Posted by: godlesscapitalist on January 9, 2004 8:28 PM



Paul -- You don't think that the black presence in America's history has been something special and even defining? I guess we do differ on that, then.

But I think our real difference has to do with whether or not we'll all be functioning as individuals or as members of groups in the future. I suppose the only sensible answer is "both, of course." But where you seem to think the increased Latino presence will dissolve group rivalries, I think there's good reason to fear that large-scale demographic changes are going to inflame group rivalries. I guess we're gonna see how it plays out, in any case. Should be interesting.

Posted by: MIchael Blowhard on January 9, 2004 8:31 PM



Michael,

"-- You don't think that the black presence in America's history has been something special and even defining?"

Yes, in fact, I do. But, for example, I'm still against affirmative action, and I'd would not want to base my immigration policy on whether or not the percentage of blacks or a particular group goes up or down. The important thing to me is are the new immigrants assimilated into American culture. Maybe I'm naive here. But we can agree to disagree.

To get back on topic, regarding immigration in general, the biggest problem in the world for the 21st century is going to be population decline (or decline in growth)exactly the opposite of what the doomsdayers were saying in the 70's. Many countries in Europe have little or no growth in population.

People are the ultimate resouce. This is one reason why I'm for lots of steady, orderly, continuous, (and legal) immigration. Obviously you don't throw open the borders, but birth rates like Italy are not going sustain and build wealthy societies. (Don't get me wr

Posted by: Paul Mansour on January 9, 2004 8:56 PM



Oops, those last two paragraphs don't belong there. I meant to cut them out... that's a whole new thread, which I don't have the energy to follow up on.

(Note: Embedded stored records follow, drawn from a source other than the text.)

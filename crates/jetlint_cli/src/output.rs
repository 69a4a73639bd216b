//! Diagnostic rendering.
//!
//! Rendering is a pure function of the diagnostic records plus the
//! locator; the engine itself only ever produces records.

use jetlint_core::text::Locator;
use jetlint_engine::{Diagnostic, Severity};
use serde::Serialize;
use std::io::Write;

/// `file:line:col: severity: message [code]`, 1-based.
pub fn render_gnu_like(
    out: &mut impl Write,
    path: &str,
    diagnostics: &[Diagnostic],
    locator: &Locator<'_>,
    snarky: bool,
) {
    for diag in diagnostics {
        let at = locator.locate(diag.primary_span().begin);
        let message = message_for(diag, snarky);
        let _ = writeln!(
            out,
            "{path}:{line}:{column}: {severity}: {message} [{code}]",
            line = at.line + 1,
            column = at.column + 1,
            severity = diag.kind.severity(),
            code = diag.kind.code(),
        );
    }
}

#[derive(Serialize)]
struct VimQflistEntry<'a> {
    col: u32,
    end_col: u32,
    lnum: u32,
    end_lnum: u32,
    text: String,
    #[serde(rename = "type")]
    kind: &'a str,
    filename: &'a str,
    #[serde(skip_serializing_if = "Option::is_none")]
    bufnr: Option<i32>,
}

#[derive(Serialize)]
struct VimQflist<'a> {
    qflist: Vec<VimQflistEntry<'a>>,
}

/// The JSON body consumed by vim's `setqflist()`.
pub fn render_vim_qflist_json(
    out: &mut impl Write,
    path: &str,
    vim_bufnr: Option<i32>,
    diagnostics: &[Diagnostic],
    locator: &Locator<'_>,
    snarky: bool,
) {
    let qflist = VimQflist {
        qflist: diagnostics
            .iter()
            .map(|diag| {
                let span = diag.primary_span();
                let begin = locator.locate(span.begin);
                let end = locator.locate(span.end);
                VimQflistEntry {
                    col: begin.column + 1,
                    end_col: end.column + 1,
                    lnum: begin.line + 1,
                    end_lnum: end.line + 1,
                    text: message_for(diag, snarky),
                    kind: match diag.kind.severity() {
                        Severity::Error => "E",
                        Severity::Warning => "W",
                    },
                    filename: path,
                    bufnr: vim_bufnr,
                }
            })
            .collect(),
    };
    let _ = serde_json::to_writer(&mut *out, &qflist);
    let _ = writeln!(out);
}

/// One alist per diagnostic: `((begin . end) severity code message)`,
/// offsets 1-based as Emacs buffer positions.
pub fn render_emacs_lisp(
    out: &mut impl Write,
    diagnostics: &[Diagnostic],
    snarky: bool,
) {
    let _ = write!(out, "(");
    for diag in diagnostics {
        let span = diag.primary_span();
        let severity = match diag.kind.severity() {
            Severity::Error => 2,
            Severity::Warning => 1,
        };
        let message = message_for(diag, snarky);
        let _ = write!(
            out,
            "(({begin} . {end}) {severity} \"{code}\" \"{message}\")",
            begin = span.begin + 1,
            end = span.end + 1,
            code = diag.kind.code(),
            message = message.replace('\\', "\\\\").replace('"', "\\\""),
        );
    }
    let _ = writeln!(out, ")");
}

fn message_for(diag: &Diagnostic, snarky: bool) -> String {
    let message = diag.kind.message();
    if snarky {
        snarkify(message)
    } else {
        message.to_string()
    }
}

/// The `--snarky` rendition of a message.
fn snarkify(message: &str) -> String {
    let mut snark = message
        .replace("missing", "you forgot the")
        .replace("unexpected", "seriously, an unexpected")
        .replace("not allowed", "just not a thing");
    if snark == message {
        snark.push_str(", obviously");
    }
    snark
}

#[cfg(test)]
mod tests {
    use super::*;
    use jetlint_analyzer::{AnalyzerOptions, GlobalDeclaredVariableSet};
    use jetlint_engine::{parse_and_analyze, ParserOptions};

    fn render_to_string(
        source: &str,
        render: impl Fn(&mut Vec<u8>, &[Diagnostic], &Locator<'_>),
    ) -> String {
        let globals = GlobalDeclaredVariableSet::default_globals();
        let result = parse_and_analyze(
            source,
            ParserOptions::default(),
            AnalyzerOptions::default(),
            &globals,
        );
        let mut out = Vec::new();
        render(&mut out, result.diagnostics.diagnostics(), &result.locator);
        String::from_utf8(out).unwrap()
    }

    #[test]
    fn test_gnu_like_positions_are_one_based() {
        let rendered = render_to_string("let a;\nmystery;\n", |out, diags, locator| {
            render_gnu_like(out, "test.js", diags, locator, false);
        });
        assert_eq!(
            rendered,
            "test.js:2:1: warning: use of undeclared variable [E0057]\n"
        );
    }

    #[test]
    fn test_vim_qflist_json_shape() {
        let rendered = render_to_string("mystery;", |out, diags, locator| {
            render_vim_qflist_json(out, "test.js", Some(3), diags, locator, false);
        });
        let parsed: serde_json::Value = serde_json::from_str(&rendered).unwrap();
        let entry = &parsed["qflist"][0];
        assert_eq!(entry["lnum"], 1);
        assert_eq!(entry["col"], 1);
        assert_eq!(entry["end_col"], 8);
        assert_eq!(entry["type"], "W");
        assert_eq!(entry["bufnr"], 3);
        assert_eq!(entry["filename"], "test.js");
    }

    #[test]
    fn test_emacs_lisp_shape() {
        let rendered = render_to_string("mystery;", |out, diags, _locator| {
            render_emacs_lisp(out, diags, false);
        });
        assert_eq!(
            rendered,
            "(((1 . 8) 1 \"E0057\" \"use of undeclared variable\"))\n"
        );
    }
}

Posted by: Paul Mansour on January 9, 2004 8:58 PM



Paul:

I think worries of population decline are as unwarranted as worries of overpopulation for two reasons.

1) Natural selection will change the distribution within one generation. That is, if you assume that the tendency to reproduce is even imperfectly heritable (whether culturally or genetically), then the children of more fertile individuals will in turn tend to be more fertile.

So, for example, suppose we have a population of 50% group A and 50% group B. Group A reproduces at 1.0 per generation, and group B reproduces at 2.0 per generation. In the first generation, the result is 1.5 kids - below replacement. But in the second generation, we must account for the fact that the population fraction of group B has increased.

The assumption that there exist groups within the population that reproduce at more than the replacement rate is always true in practice. More here, with reproductive fitness estimates.

"I was staggered by the results we got," said Dr Owens. "When we decided to control for these factors, I wasn't expecting anything to come out of it. I thought, 'let's just run with the analysis'. But there was a massive difference in the number of children born to families with a religious affiliation. Many of the Catholic twins we studied had an average family of five children, where other families were having only one or two children.

"We also found that mothers with more education were typically having just one child at an older age. Their reproductive fitness was much lower than their peers who left school as early as possible. Again, and again, our analyses for these two factors came back with the same results."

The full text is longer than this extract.